Dari balik jendela kamarnya, Ayu kembali mengintip. Hendro masih di sana, kini duduk di bangku taman depan rumahnya sambil mengelap tubuhnya dengan handuk. Ia tampak puas berhasil menggoda Ayu pagi itu. Matanya sempat melirik ke arah jendela Ayu dan ia melambai singkat—seolah tahu Ayu pasti mengintip lagi.
“Gila... pria itu... kenapa bisa se-m***m itu tapi tetap tampan banget...” bisik Ayu pada dirinya sendiri, lalu menutupi wajahnya dengan bantal. Kali ini bukan karena marah. Tapi karena senyum yang terus muncul di wajahnya meski ia berusaha keras menyembunyikannya.

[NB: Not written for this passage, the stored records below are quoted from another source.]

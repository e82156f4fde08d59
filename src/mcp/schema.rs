//! `tools/list` payload, derived from the static tool declarations.

use crate::capture::BufferSizes;
use crate::telemetry::TelemetryMode;
use crate::tools::{Param, ParamType, TELEMETRY_MODE_PARAM, ToolDef, ToolName, definitions};
use serde::Serialize;
use serde_json::{Map, Value, json};
use strum::VariantNames;

#[derive(Debug, Clone, Serialize)]
pub struct ToolDescriptor {
    pub name: String,
    pub description: &'static str,
    #[serde(rename = "inputSchema")]
    pub input_schema: Value,
    #[serde(rename = "_meta", skip_serializing_if = "Option::is_none")]
    pub meta: Option<Value>,
}

fn param_schema(param: &Param) -> Value {
    let mut schema = json!({"type": param.kind.json_type()});
    if param.kind == ParamType::StringArray {
        schema["items"] = json!({"type": "string"});
    }
    schema["description"] = json!(param.description);
    schema
}

pub fn input_schema(def: &ToolDef) -> Value {
    let mut properties = Map::new();
    properties.insert(
        def.discriminator.to_string(),
        json!({
            "type": "string",
            "enum": def.modes,
            "description": format!("Which {} operation to run", def.name),
        }),
    );
    for param in def.params {
        properties.insert(param.name.to_string(), param_schema(param));
    }
    let mut telemetry = param_schema(&TELEMETRY_MODE_PARAM);
    telemetry["enum"] = json!(TelemetryMode::VARIANTS);
    properties.insert(TELEMETRY_MODE_PARAM.name.to_string(), telemetry);

    json!({
        "type": "object",
        "properties": properties,
        "required": [def.discriminator],
    })
}

/// Tool descriptors; `observe` carries the current buffer counts so the
/// assistant can tell where data is waiting.
pub fn tools_list(sizes: &BufferSizes) -> Vec<ToolDescriptor> {
    definitions()
        .into_iter()
        .map(|def| ToolDescriptor {
            name: def.name.to_string(),
            description: def.description,
            input_schema: input_schema(def),
            meta: (def.name == ToolName::Observe).then(|| json!({ "data_counts": sizes })),
        })
        .collect()
}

Hari-hari setelah itu, interaksi Ayu dan Hendro makin sering. Hendro selalu punya cara untuk membuat Ayu salah tingkah. Kadang hanya dengan menyapa dari pagar, atau pura-pura menanyakan soal pupuk tanaman, bahkan sempat suatu pagi menawarkan mangga dari kebun belakang rumahnya—dengan catatan Ayu yang harus memetik sendiri, karena “pohon mangganya tinggi, dan Mas takut kalau Ayu nggak bisa manjat, Mas jadi kepikiran terus,” katanya waktu itu.
Ayu sendiri mulai merasa aneh dengan dirinya. Ia tidak bisa tidur nyenyak kalau seharian tidak melihat Hendro. Bahkan suara langkah kaki dari seberang rumah pun bisa membuat Ayu langsung berdiri dari tempat duduk dan mengintip lewat celah tirai.

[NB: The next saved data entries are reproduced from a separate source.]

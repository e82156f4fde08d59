use serde::{Deserialize, Serialize};

#[derive(Debug, Clone, Serialize, Deserialize)]
pub struct GatewayConfig {
    /// Gateway port (default: 7890)
    #[serde(default = "default_gateway_port")]
    pub port: u16,
    /// Gateway host (default: 127.0.0.1)
    #[serde(default = "default_gateway_host")]
    pub host: String,
    /// Allow binding to a non-loopback address (default: false)
    #[serde(default)]
    pub allow_public_bind: bool,
    /// Origins allowed to call the HTTP surface cross-origin
    #[serde(default)]
    pub cors_origins: Vec<String>,
    /// Maximum request body size in bytes
    #[serde(default = "default_max_body_bytes")]
    pub max_body_bytes: usize,
    /// Per-request timeout in seconds
    #[serde(default = "default_request_timeout_secs")]
    pub request_timeout_secs: u64,
}

fn default_gateway_port() -> u16 {
    7890
}

fn default_gateway_host() -> String {
    "127.0.0.1".into()
}

fn default_max_body_bytes() -> usize {
    5 * 1024 * 1024
}

fn default_request_timeout_secs() -> u64 {
    30
}

impl Default for GatewayConfig {
    fn default() -> Self {
        Self {
            port: default_gateway_port(),
            host: default_gateway_host(),
            allow_public_bind: false,
            cors_origins: Vec::new(),
            max_body_bytes: default_max_body_bytes(),
            request_timeout_secs: default_request_timeout_secs(),
        }
    }
}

Ia mulai menghafal jam-jam olahraga Hendro. Kadang saat Ayu menyiram tanaman, ia dengan sengaja memilih waktu yang sama saat Hendro ada di luar rumah. Meski Hendro selalu menggoda dengan kata-kata yang tak pantas diucapkan di tempat umum, Ayu mulai bisa merespons—kadang hanya dengan cemberut, kadang dengan senyuman tipis yang malu-malu.
Suatu sore, saat hujan turun pelan-pelan dan langit mulai gelap, Hendro mengetuk pintu rumah Ayu sambil membawa payung dan sebuah kantong plastik besar. Ayu membuka pintu dengan hati-hati, mengenakan kaos longgar dan celana pendek selutut.
“Mas bawain pisang goreng. Biar anget pas hujan-hujan gini,” katanya dengan senyum lebar.
Ayu sempat tertegun, menatap pisang goreng dalam plastik itu. “Buat... saya?”
“Ya masa buat kucing? Tapi boleh kok, kalo kamu mau nyuapin Mas juga,” kata Hendro cepat-cepat sambil mengedip lagi.
Ayu ingin menutup pintu, tapi tangan Hendro menahan. “Eh, jangan... jangan marah. Ini beneran buat kamu, Mas serius. Maaf tadi bercanda.”
Ayu akhirnya mengambil kantong plastik itu. “Makasih... Tapi jangan aneh-aneh lagi ya, Mas. Saya bukan cewek murahan...”
Hendro menatap Ayu serius untuk pertama kalinya. Matanya berubah, tak lagi menggoda.
“Ayu... Mas tahu kamu bukan cewek murahan. Justru itu yang bikin Mas nggak bisa berhenti mikirin kamu.”
Hujan turun semakin deras. Hendro melangkah mundur, membiarkan Ayu menutup pintu. Tapi kata-kata itu tertinggal di kepala Ayu lama setelah Hendro pergi.
Dan sejak hari itu... Ayu tahu. Perasaan yang selama ini ia sembunyikan sudah tumbuh subur. Seperti bunga-bunga yang ia siram setiap pagi. Dan meskipun Hendro selalu datang dengan candaan nakal, Ayu tahu, di balik godaannya... ada tatapan yang lebih dalam. Tatapan yang tak bisa ia tolak.